In developing countries rheumatic disease accounts for the majority of cases of mitral regurgitation, often accompanied by mitral stenosis as a form of mixed mitral disease. In developed countries other causes predominate:
Prolapsing mitral valve.
Myocardial infarction may lead to papillary muscle dysfunction or rupture.
Any disease that causes dilation of the left ventricle, such as dilated cardiomyopathy. Congestive heart failure may also cause mitral regurgitation due to down-ward displacement of the papillary muscle. This leads to a failure of the valve cusps to meet and regurgitation ranging in severity according to the degree of left ventricular enlargement.
Infective endocarditis may cause destruction of the valve cusps.

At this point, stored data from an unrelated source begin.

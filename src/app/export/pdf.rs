//! Paginated-document rendering of the report via genpdf.
//!
//! The document uses a single Latin-1-shaped repertoire; a line containing
//! anything outside it is replaced wholesale with a placeholder entry rather
//! than aborting the document.

use std::path::Path;

use genpdf::{elements::Paragraph, fonts, Document};

pub const ENCODING_PLACEHOLDER: &str = "[Encoding Error Line]";

/// Replaces a line the document encoding cannot represent. Exactly one
/// placeholder per bad line; surrounding lines are unaffected.
pub fn sanitize_line(line: &str) -> String {
    if line.chars().any(|c| c as u32 > 0xFF) {
        ENCODING_PLACEHOLDER.to_string()
    } else {
        line.to_string()
    }
}

fn load_fonts() -> Result<fonts::FontFamily<fonts::FontData>, String> {
    // Probe the usual TrueType locations; genpdf needs real font files.
    if let Ok(font) = fonts::from_files("./fonts", "LiberationSans", None) {
        return Ok(font);
    }
    if let Ok(font) = fonts::from_files(
        "/usr/share/fonts/truetype/liberation",
        "LiberationSans",
        None,
    ) {
        return Ok(font);
    }
    if let Ok(font) = fonts::from_files("/usr/share/fonts/truetype/dejavu", "DejaVuSans", None) {
        return Ok(font);
    }
    if let Ok(font) = fonts::from_files("/Library/Fonts", "Arial", None) {
        return Ok(font);
    }
    if let Ok(font) = fonts::from_files("C:\\Windows\\Fonts", "arial", None) {
        return Ok(font);
    }
    Err(
        "No suitable fonts found for PDF generation; expected TrueType fonts under ./fonts, \
         /usr/share/fonts/truetype or the platform font directory"
            .to_string(),
    )
}

/// Writes one fixed-height text entry per report row.
pub fn write_pdf(rows: &[&str], output: &Path) -> Result<(), String> {
    let font_family = load_fonts()?;
    let mut doc = Document::new(font_family);
    doc.set_title("Extracted Evidence");
    doc.set_minimal_conformance();

    for row in rows {
        doc.push(Paragraph::new(sanitize_line(row)));
    }

    doc.render_to_file(output)
        .map_err(|err| format!("Failed to render PDF: {err}"))
}

#[cfg(test)]
mod tests {
    use super::*;

    #[test]
    fn latin1_lines_pass_through() {
        assert_eq!(sanitize_line("Row 1: body=hello"), "Row 1: body=hello");
        assert_eq!(sanitize_line("café au lait"), "café au lait");
    }

    #[test]
    fn non_latin1_line_becomes_exactly_one_placeholder() {
        assert_eq!(sanitize_line("body=привет"), ENCODING_PLACEHOLDER);
        assert_eq!(sanitize_line("emoji \u{1F600}"), ENCODING_PLACEHOLDER);
    }

    #[test]
    fn bad_line_does_not_affect_neighbours() {
        let rows = ["A", "body=привет", "B"];
        let sanitized: Vec<String> = rows.iter().map(|r| sanitize_line(r)).collect();
        assert_eq!(sanitized, vec!["A", ENCODING_PLACEHOLDER, "B"]);
    }
}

Idiopathic rupture of chordae tendinae.
In acute mitral regurgitation, retrograde blood flow from the left ventricle into the left atrium causes the left atrial pressure to increase. There is an increase in the pulmonary venous pressure and there may be pulmonary oedema. In longstanding mitral regurgitation there is a gradual enlargement of the left atrium. This allows the increased volume of atrial blood to be compensated for without a rise in the atrial pressure. The left ventricular stroke volume increases due to volume overload and over time this results in left ventricular hypertrophy.
Acute mitral regurgitation (e.g. following rupture of the chordae or papillary muscle dysfunction) presents with acute left-sided heart failure and pulmonary oedema. In most cases mitral regurgitation is chronic and is asymptomatic for many years. Patients may present with palpitations or symptoms of left ventricular failure (dyspnoea, orthopnoea, paroxysmal nocturnal dyspnoea). On examination the pulse is normal volume, but may be irregular due to atrial fibrillation. The apex is thrusting and becomes displaced downward and laterally. On auscultation the first heart sound is soft due to incomplete apposition of the valve cusps and there is a pansystolic murmur best heard at the apex radiating to the axilla. There may be a prominent third heart sound due to the sudden rush of blood back into the dilated left ventricle in early diastole.

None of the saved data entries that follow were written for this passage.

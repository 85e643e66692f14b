use serde::{Deserialize, Serialize};
use std::fs;
use std::path::{Path, PathBuf};

use crate::app::error::AppError;

#[derive(Debug, Clone, Serialize, Deserialize, PartialEq)]
pub struct BridgeSettings {
    /// Path to the adb binary; empty means "resolve from PATH".
    pub command_path: String,
    /// Timeout applied to every bridge invocation. Pulls and backups can be
    /// slow, so the default is deliberately generous.
    pub command_timeout_secs: u64,
}

impl Default for BridgeSettings {
    fn default() -> Self {
        Self {
            command_path: String::new(),
            command_timeout_secs: 120,
        }
    }
}

#[derive(Debug, Clone, Serialize, Deserialize, PartialEq)]
pub struct AcquisitionSettings {
    pub photos_dir: String,
    pub videos_dir: String,
    /// Where the raw backup container is written.
    pub backup_file: String,
    /// Where the backup container is unpacked.
    pub backup_dir: String,
}

impl Default for AcquisitionSettings {
    fn default() -> Self {
        Self {
            photos_dir: "./photos".to_string(),
            videos_dir: "./videos".to_string(),
            backup_file: "whatsapp.ab".to_string(),
            backup_dir: "./whatsapp".to_string(),
        }
    }
}

#[derive(Debug, Clone, Default, Serialize, Deserialize, PartialEq)]
pub struct TriageConfig {
    #[serde(default)]
    pub bridge: BridgeSettings,
    #[serde(default)]
    pub acquisition: AcquisitionSettings,
}

pub fn config_path() -> PathBuf {
    if let Ok(path) = std::env::var("EVIDENCE_TRIAGE_CONFIG_PATH") {
        return PathBuf::from(path);
    }
    let base = dirs::config_dir().unwrap_or_else(|| PathBuf::from("."));
    base.join("evidence-triage").join("config.json")
}

pub fn load_config() -> Result<TriageConfig, AppError> {
    load_config_from_path(&config_path())
}

pub fn save_config(config: &TriageConfig) -> Result<(), AppError> {
    save_config_to_path(config, &config_path())
}

pub fn load_config_from_path(path: &Path) -> Result<TriageConfig, AppError> {
    if !path.exists() {
        return Ok(TriageConfig::default());
    }
    let raw = fs::read_to_string(path)
        .map_err(|err| AppError::system(format!("Failed to read config: {err}"), ""))?;
    let config: TriageConfig = serde_json::from_str(&raw)
        .map_err(|err| AppError::system(format!("Failed to parse config: {err}"), ""))?;
    Ok(validate_config(config))
}

pub fn save_config_to_path(config: &TriageConfig, path: &Path) -> Result<(), AppError> {
    if let Some(parent) = path.parent() {
        let _ = fs::create_dir_all(parent);
    }
    let payload = serde_json::to_string_pretty(config)
        .map_err(|err| AppError::system(format!("Failed to serialize config: {err}"), ""))?;
    fs::write(path, payload)
        .map_err(|err| AppError::system(format!("Failed to write config: {err}"), ""))?;
    Ok(())
}

fn validate_config(mut config: TriageConfig) -> TriageConfig {
    if config.bridge.command_timeout_secs == 0 {
        config.bridge.command_timeout_secs = BridgeSettings::default().command_timeout_secs;
    }
    if config.acquisition.photos_dir.trim().is_empty() {
        config.acquisition.photos_dir = AcquisitionSettings::default().photos_dir;
    }
    if config.acquisition.videos_dir.trim().is_empty() {
        config.acquisition.videos_dir = AcquisitionSettings::default().videos_dir;
    }
    if config.acquisition.backup_file.trim().is_empty() {
        config.acquisition.backup_file = AcquisitionSettings::default().backup_file;
    }
    if config.acquisition.backup_dir.trim().is_empty() {
        config.acquisition.backup_dir = AcquisitionSettings::default().backup_dir;
    }
    config
}

#[cfg(test)]
mod tests {
    use super::*;

    #[test]
    fn missing_file_yields_defaults() {
        let config = load_config_from_path(Path::new("/nonexistent/evidence-triage.json"))
            .expect("defaults expected");
        assert_eq!(config, TriageConfig::default());
    }

    #[test]
    fn clamps_invalid_values() {
        let mut config = TriageConfig::default();
        config.bridge.command_timeout_secs = 0;
        config.acquisition.photos_dir = "  ".to_string();
        let validated = validate_config(config);
        assert_eq!(validated.bridge.command_timeout_secs, 120);
        assert_eq!(validated.acquisition.photos_dir, "./photos");
    }

    #[test]
    fn round_trips_through_disk() {
        let dir = tempfile::tempdir().expect("tempdir");
        let path = dir.path().join("config.json");
        let mut config = TriageConfig::default();
        config.bridge.command_path = "/opt/platform-tools/adb".to_string();
        save_config_to_path(&config, &path).expect("save");
        let loaded = load_config_from_path(&path).expect("load");
        assert_eq!(loaded, config);
    }

    #[test]
    fn tolerates_missing_sections() {
        let dir = tempfile::tempdir().expect("tempdir");
        let path = dir.path().join("config.json");
        fs::write(&path, r#"{"bridge": {"command_path": "adb", "command_timeout_secs": 30}}"#)
            .expect("write");
        let loaded = load_config_from_path(&path).expect("load");
        assert_eq!(loaded.bridge.command_timeout_secs, 30);
        assert_eq!(loaded.acquisition, AcquisitionSettings::default());
    }
}
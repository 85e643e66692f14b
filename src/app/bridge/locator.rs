use std::path::Path;

pub fn normalize_command_path(value: &str) -> String {
    let trimmed = value.trim();
    for quote in ['"', '\''] {
        if let Some(inner) = trimmed
            .strip_prefix(quote)
            .and_then(|candidate| candidate.strip_suffix(quote))
        {
            return inner.trim().to_string();
        }
    }
    trimmed.to_string()
}

/// Resolves the configured bridge command, falling back to `adb` on PATH.
pub fn resolve_bridge_program(configured_path: &str) -> String {
    let normalized = normalize_command_path(configured_path);
    if normalized.is_empty() {
        "adb".to_string()
    } else {
        normalized
    }
}

pub fn validate_bridge_program(program: &str) -> Result<(), String> {
    if program.trim().is_empty() {
        return Err("Bridge command is empty".to_string());
    }
    if program == "adb" {
        return Ok(());
    }
    let path = Path::new(program);
    if path.is_dir() {
        return Err("Bridge path must point to an executable file".to_string());
    }
    if !path.exists() {
        return Err("Bridge executable not found at the configured path".to_string());
    }
    Ok(())
}
use crate::app::models::{ConnectivityStatus, DeviceSummary};

/// Parses `adb devices -l` output. The "List of devices attached" header and
/// daemon-startup chatter are skipped; remaining lines are
/// `<serial> <state> [key:value ...]`.
pub fn parse_device_list(output: &str) -> Vec<DeviceSummary> {
    let mut devices = Vec::new();
    for line in output.lines() {
        let trimmed = line.trim();
        if trimmed.is_empty() || trimmed.starts_with('*') {
            continue;
        }
        if trimmed.to_lowercase().contains("list of devices") {
            continue;
        }
        let tokens: Vec<&str> = trimmed.split_whitespace().collect();
        if tokens.len() < 2 {
            continue;
        }
        let mut summary = DeviceSummary {
            serial: tokens[0].to_string(),
            state: tokens[1].to_string(),
            model: None,
            product: None,
            device: None,
            transport_id: None,
        };
        for token in tokens.iter().skip(2) {
            if let Some(value) = token.strip_prefix("model:") {
                summary.model = Some(value.to_string());
            } else if let Some(value) = token.strip_prefix("product:") {
                summary.product = Some(value.to_string());
            } else if let Some(value) = token.strip_prefix("device:") {
                summary.device = Some(value.to_string());
            } else if let Some(value) = token.strip_prefix("transport_id:") {
                summary.transport_id = Some(value.to_string());
            }
        }
        devices.push(summary);
    }
    devices
}

/// Connected means at least one non-header line carries the `device` state
/// token. This is a substring-level heuristic over bridge output, not a
/// protocol handshake; an `unauthorized` entry still counts as not connected.
pub fn connectivity_from_output(output: &str) -> ConnectivityStatus {
    let devices = parse_device_list(output);
    let connected = devices.iter().any(|d| d.state == "device");
    ConnectivityStatus { connected, devices }
}

pub fn describe_connection_failure(status: &ConnectivityStatus) -> String {
    if status
        .devices
        .iter()
        .any(|d| d.state == "unauthorized")
    {
        return "Device found but unauthorized. Accept the debugging prompt on the device."
            .to_string();
    }
    "No device connected. Make sure ADB is enabled.".to_string()
}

Patients develop left ventricular failure due to chronic volume overload. Atrial fibrillation is common due to atrial dilation, with an increased risk of thromboembolism. Other complications include pulmonary oedema and infective endocarditis.
The chest X-ray shows cardiomegaly due to left atrial and left ventricular enlargement. Valve calcification may be seen in cases due to rheumatic fever. There may be evidence of pulmonary oedema.

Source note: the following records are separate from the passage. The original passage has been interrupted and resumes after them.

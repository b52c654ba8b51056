//! Capability traits for simulator events.
//!
//! Observers written against these traits do not depend on a concrete event
//! type.
//!
//! # Example
//!
//! ```rust
//! use loopsim_core::Observer;
//! use loopsim_observers::traits::HasError;
//!
//! /// Integrated absolute error.
//! #[derive(Default)]
//! struct Iae {
//!     dt: f64,
//!     total: f64,
//! }
//!
//! impl<E: HasError> Observer<E> for Iae {
//!     fn observe(&mut self, event: &E) {
//!         self.total += event.error().abs() * self.dt;
//!     }
//! }
//! ```

use loopsim_solvers::transient::closed_loop;

/// An event tied to a sample number.
pub trait HasStep {
    /// Returns the sample number, `0` for the initial condition.
    fn step(&self) -> usize;
}

/// An event tied to a point in simulated time.
pub trait HasTime {
    /// Returns the sample time in seconds.
    fn time(&self) -> f64;
}

/// An event that carries the process value.
pub trait HasOutput {
    fn output(&self) -> f64;
}

/// An event that carries the actuator command.
pub trait HasControl {
    fn control(&self) -> f64;
}

/// An event that carries the control error.
pub trait HasError {
    fn error(&self) -> f64;
}

// --- closed_loop::Event ---

impl HasStep for closed_loop::Event {
    fn step(&self) -> usize {
        self.step
    }
}

impl HasTime for closed_loop::Event {
    fn time(&self) -> f64 {
        self.sample.time
    }
}

impl HasOutput for closed_loop::Event {
    fn output(&self) -> f64 {
        self.sample.output
    }
}

impl HasControl for closed_loop::Event {
    fn control(&self) -> f64 {
        self.sample.control
    }
}

impl HasError for closed_loop::Event {
    fn error(&self) -> f64 {
        self.sample.error
    }
}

ECG is initially normal, but may show left atrial delay (bifid P waves, p mitrale), left ventricular hypertrophy or atrial fibrillation.
Echocardiography is diagnostic allowing demonstra-tion and quantification of the retrograde blood flow. The clinical effect of the valve lesion is however best assessed by measurement of the left ventricular dimensions (an end systolic dimension of over 5 cm indicates ventricular decompensation).
Mild mitral regurgitation in the absence of symptoms is managed conservatively, more severe disease with evidence of progressive cardiac enlargement is treated surgically. Valve repair is increasingly the operation of choice, but valve replacement may be required for severely diseased valves. Papillary muscle dysfunction and chordal rupture may require emergency valve replacement.
Patients not undergoing surgery may require treatment of any complications such as cardiac failure or atrial fibrillation.
Prophylaxis against infective endocarditis is required.